**WHAT THE TASK REQUIRES:**
Look through the records below, and copy out every line that holds the string "identification".

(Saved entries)
== == ==
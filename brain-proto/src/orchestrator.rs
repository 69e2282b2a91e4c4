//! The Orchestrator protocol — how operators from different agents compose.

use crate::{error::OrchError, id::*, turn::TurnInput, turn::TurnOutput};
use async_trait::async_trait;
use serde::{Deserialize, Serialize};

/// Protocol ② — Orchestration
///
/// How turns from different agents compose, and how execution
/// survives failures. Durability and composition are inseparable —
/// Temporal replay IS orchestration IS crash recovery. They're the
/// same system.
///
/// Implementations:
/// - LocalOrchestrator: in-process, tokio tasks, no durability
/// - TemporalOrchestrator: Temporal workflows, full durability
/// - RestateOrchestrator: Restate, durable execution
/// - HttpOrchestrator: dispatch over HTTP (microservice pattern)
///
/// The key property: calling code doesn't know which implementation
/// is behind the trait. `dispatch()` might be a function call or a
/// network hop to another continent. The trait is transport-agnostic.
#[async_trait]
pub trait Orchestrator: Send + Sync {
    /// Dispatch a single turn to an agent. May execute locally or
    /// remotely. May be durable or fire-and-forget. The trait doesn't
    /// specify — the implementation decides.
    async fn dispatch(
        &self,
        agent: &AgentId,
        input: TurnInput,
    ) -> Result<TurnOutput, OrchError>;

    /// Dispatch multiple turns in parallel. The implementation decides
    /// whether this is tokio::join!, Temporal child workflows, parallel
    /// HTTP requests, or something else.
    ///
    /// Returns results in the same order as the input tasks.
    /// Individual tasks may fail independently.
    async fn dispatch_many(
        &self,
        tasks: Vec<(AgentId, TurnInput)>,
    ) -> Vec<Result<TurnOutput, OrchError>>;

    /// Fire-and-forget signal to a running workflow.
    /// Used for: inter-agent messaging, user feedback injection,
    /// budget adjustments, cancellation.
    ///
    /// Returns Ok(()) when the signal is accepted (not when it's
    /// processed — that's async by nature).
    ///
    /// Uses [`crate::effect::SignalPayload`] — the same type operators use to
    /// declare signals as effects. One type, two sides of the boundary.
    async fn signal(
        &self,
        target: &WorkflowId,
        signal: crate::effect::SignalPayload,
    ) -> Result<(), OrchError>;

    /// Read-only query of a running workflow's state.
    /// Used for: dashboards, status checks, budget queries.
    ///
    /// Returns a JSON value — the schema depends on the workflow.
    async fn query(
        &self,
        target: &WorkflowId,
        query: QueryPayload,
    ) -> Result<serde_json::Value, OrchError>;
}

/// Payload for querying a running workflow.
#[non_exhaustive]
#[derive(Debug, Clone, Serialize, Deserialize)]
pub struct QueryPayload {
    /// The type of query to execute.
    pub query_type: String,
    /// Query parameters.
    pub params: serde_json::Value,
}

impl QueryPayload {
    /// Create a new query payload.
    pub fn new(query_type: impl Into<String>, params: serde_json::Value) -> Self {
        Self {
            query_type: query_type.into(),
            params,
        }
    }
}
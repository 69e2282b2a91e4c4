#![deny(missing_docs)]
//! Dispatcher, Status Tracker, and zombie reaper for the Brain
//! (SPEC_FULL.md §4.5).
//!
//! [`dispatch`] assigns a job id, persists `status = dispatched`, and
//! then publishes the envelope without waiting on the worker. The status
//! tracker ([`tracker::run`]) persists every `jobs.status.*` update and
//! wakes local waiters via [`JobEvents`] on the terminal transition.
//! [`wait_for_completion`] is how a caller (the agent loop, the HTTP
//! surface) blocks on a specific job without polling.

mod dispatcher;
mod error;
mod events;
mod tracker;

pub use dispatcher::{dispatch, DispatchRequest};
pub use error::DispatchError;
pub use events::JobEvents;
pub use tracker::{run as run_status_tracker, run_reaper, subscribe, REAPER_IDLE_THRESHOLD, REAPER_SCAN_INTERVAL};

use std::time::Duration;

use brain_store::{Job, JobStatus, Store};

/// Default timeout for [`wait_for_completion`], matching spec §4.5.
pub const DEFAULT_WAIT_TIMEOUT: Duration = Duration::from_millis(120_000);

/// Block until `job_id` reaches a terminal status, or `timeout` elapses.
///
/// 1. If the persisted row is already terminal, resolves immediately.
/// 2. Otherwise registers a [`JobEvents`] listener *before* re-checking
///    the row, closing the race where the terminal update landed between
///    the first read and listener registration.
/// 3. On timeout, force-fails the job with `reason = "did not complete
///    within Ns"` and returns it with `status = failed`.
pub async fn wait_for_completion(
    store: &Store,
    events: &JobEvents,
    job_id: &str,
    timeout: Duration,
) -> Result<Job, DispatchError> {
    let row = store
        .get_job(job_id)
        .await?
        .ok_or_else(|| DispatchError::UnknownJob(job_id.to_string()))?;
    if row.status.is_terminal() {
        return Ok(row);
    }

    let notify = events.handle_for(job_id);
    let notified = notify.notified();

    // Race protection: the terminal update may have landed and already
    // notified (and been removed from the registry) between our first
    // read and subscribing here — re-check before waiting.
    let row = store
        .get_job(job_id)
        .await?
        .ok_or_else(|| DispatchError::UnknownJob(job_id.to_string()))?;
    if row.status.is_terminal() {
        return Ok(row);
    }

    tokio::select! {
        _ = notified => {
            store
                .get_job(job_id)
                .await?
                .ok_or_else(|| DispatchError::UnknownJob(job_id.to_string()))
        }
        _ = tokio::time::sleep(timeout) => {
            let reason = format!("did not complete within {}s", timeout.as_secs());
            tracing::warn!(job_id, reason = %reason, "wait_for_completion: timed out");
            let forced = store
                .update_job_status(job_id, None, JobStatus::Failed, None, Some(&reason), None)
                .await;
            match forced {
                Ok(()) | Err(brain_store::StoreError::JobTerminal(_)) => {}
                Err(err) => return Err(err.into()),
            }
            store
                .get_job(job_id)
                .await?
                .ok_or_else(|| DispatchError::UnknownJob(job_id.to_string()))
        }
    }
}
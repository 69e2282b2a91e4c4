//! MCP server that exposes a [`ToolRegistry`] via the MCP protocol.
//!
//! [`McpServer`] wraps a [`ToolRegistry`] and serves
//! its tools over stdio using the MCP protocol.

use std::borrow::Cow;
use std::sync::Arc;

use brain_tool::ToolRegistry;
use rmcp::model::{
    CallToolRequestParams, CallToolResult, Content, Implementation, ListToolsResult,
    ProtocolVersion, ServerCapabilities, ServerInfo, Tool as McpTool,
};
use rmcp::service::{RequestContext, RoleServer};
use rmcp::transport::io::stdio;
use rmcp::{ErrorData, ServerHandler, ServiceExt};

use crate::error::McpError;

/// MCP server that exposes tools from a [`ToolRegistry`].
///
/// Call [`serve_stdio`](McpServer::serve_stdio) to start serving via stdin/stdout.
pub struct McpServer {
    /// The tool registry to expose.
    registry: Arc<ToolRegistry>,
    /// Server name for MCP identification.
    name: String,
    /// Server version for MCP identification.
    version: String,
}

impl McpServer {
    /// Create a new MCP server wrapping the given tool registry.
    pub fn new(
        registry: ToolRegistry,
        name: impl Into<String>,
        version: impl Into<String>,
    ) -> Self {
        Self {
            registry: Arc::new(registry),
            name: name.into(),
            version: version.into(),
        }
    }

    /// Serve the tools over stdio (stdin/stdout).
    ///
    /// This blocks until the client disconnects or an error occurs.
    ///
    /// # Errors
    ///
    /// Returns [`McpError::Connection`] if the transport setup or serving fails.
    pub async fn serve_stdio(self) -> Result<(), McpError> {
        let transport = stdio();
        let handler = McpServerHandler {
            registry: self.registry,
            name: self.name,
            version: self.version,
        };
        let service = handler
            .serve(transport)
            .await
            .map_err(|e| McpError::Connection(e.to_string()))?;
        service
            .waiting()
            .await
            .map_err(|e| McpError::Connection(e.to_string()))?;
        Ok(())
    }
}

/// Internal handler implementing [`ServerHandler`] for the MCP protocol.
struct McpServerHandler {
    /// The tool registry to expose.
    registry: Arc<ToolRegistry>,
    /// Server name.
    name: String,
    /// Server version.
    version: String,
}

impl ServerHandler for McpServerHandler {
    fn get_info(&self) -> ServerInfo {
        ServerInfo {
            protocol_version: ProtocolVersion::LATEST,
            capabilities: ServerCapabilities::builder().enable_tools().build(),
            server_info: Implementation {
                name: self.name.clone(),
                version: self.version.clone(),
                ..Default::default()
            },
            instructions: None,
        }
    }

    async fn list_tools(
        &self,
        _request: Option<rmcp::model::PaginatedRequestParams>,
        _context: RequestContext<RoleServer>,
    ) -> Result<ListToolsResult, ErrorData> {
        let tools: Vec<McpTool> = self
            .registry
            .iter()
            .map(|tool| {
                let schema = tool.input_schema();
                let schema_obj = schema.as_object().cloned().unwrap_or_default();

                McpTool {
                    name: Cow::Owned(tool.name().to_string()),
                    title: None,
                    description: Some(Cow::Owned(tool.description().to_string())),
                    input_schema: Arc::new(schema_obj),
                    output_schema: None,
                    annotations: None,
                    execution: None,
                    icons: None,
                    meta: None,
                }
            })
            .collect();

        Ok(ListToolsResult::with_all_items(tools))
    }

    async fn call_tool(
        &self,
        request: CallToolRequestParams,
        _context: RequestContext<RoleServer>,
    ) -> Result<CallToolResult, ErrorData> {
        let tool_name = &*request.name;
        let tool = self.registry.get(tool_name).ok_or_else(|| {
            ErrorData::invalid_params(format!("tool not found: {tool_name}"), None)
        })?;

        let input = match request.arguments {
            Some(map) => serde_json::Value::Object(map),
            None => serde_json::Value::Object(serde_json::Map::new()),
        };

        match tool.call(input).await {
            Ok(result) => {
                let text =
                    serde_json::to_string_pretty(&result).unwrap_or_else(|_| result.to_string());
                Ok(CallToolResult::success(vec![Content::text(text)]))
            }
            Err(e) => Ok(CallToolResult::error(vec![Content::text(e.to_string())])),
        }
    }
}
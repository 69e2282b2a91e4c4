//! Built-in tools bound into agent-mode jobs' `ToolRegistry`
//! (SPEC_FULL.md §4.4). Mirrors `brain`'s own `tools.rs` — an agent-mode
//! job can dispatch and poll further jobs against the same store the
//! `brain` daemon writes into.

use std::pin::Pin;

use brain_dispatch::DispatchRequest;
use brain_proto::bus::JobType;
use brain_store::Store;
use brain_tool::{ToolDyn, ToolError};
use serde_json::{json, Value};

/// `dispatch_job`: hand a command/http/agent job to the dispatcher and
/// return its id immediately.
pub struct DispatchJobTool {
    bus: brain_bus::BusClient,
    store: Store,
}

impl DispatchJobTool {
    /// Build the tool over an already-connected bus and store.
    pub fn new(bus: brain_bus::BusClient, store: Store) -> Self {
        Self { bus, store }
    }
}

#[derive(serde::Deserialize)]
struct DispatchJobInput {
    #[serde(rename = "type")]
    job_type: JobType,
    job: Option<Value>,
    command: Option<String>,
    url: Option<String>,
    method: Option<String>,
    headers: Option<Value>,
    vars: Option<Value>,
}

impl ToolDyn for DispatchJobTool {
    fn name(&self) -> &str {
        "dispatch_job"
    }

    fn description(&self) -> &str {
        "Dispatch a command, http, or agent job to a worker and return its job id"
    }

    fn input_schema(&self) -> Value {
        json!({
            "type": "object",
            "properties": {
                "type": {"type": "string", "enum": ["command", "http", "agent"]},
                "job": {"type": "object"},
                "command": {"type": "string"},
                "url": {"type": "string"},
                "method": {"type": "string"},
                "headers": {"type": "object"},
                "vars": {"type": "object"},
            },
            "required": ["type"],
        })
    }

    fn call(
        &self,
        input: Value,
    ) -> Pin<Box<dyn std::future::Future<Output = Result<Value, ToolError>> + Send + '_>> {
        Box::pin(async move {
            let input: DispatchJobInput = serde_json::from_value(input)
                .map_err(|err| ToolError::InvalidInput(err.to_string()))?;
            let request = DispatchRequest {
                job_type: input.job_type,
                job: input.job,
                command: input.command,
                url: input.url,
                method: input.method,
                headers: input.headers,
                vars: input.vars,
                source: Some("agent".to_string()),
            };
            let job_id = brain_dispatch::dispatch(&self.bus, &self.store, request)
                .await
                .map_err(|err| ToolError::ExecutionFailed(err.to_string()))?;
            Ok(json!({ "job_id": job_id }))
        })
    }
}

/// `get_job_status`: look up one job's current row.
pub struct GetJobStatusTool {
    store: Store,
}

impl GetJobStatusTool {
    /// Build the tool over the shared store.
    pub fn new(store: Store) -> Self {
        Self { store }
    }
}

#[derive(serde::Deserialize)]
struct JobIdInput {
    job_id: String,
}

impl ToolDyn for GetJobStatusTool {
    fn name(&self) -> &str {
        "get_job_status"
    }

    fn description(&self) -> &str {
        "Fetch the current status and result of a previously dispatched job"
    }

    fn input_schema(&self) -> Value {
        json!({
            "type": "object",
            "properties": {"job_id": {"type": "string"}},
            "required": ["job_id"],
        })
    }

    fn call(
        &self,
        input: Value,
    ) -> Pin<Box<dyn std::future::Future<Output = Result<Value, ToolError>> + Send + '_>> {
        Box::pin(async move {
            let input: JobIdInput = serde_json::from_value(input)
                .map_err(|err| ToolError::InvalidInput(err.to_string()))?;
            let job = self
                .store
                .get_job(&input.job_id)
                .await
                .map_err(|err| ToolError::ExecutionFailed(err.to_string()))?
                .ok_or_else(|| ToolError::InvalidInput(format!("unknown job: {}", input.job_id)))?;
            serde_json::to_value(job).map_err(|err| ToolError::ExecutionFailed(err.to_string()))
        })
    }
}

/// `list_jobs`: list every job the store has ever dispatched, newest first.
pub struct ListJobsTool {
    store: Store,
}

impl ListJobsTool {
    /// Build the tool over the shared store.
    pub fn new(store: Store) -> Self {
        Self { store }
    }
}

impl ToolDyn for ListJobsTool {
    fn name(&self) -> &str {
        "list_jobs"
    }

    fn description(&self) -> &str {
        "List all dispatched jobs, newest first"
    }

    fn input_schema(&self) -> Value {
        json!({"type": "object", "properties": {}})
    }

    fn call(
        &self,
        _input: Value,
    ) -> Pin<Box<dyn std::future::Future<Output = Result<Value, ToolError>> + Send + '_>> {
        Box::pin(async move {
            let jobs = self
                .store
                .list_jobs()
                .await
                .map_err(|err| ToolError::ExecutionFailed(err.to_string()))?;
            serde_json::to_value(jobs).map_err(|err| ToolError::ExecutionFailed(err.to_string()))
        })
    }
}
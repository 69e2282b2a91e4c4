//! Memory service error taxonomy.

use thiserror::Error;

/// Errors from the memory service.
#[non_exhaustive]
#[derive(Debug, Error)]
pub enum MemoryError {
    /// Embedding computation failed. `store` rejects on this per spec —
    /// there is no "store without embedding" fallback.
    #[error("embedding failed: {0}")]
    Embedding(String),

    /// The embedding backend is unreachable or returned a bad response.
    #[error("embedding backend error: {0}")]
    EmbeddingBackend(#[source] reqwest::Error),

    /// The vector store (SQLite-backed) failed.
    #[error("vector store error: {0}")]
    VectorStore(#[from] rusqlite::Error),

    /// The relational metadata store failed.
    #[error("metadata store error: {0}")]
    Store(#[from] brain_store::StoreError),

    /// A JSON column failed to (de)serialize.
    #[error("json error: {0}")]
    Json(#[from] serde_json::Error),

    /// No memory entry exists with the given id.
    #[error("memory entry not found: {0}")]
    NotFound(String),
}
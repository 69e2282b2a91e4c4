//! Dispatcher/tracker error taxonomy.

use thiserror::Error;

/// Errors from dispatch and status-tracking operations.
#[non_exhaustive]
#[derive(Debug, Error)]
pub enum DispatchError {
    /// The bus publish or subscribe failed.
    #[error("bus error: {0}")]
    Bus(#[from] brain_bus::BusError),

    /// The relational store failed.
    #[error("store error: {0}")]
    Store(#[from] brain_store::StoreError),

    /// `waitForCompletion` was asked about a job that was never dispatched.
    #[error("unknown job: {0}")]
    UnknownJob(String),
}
== == ==
**RESULT FOR THIS EXERCISE:**
    /// Server name for MCP identification.
    /// Server version for MCP identification.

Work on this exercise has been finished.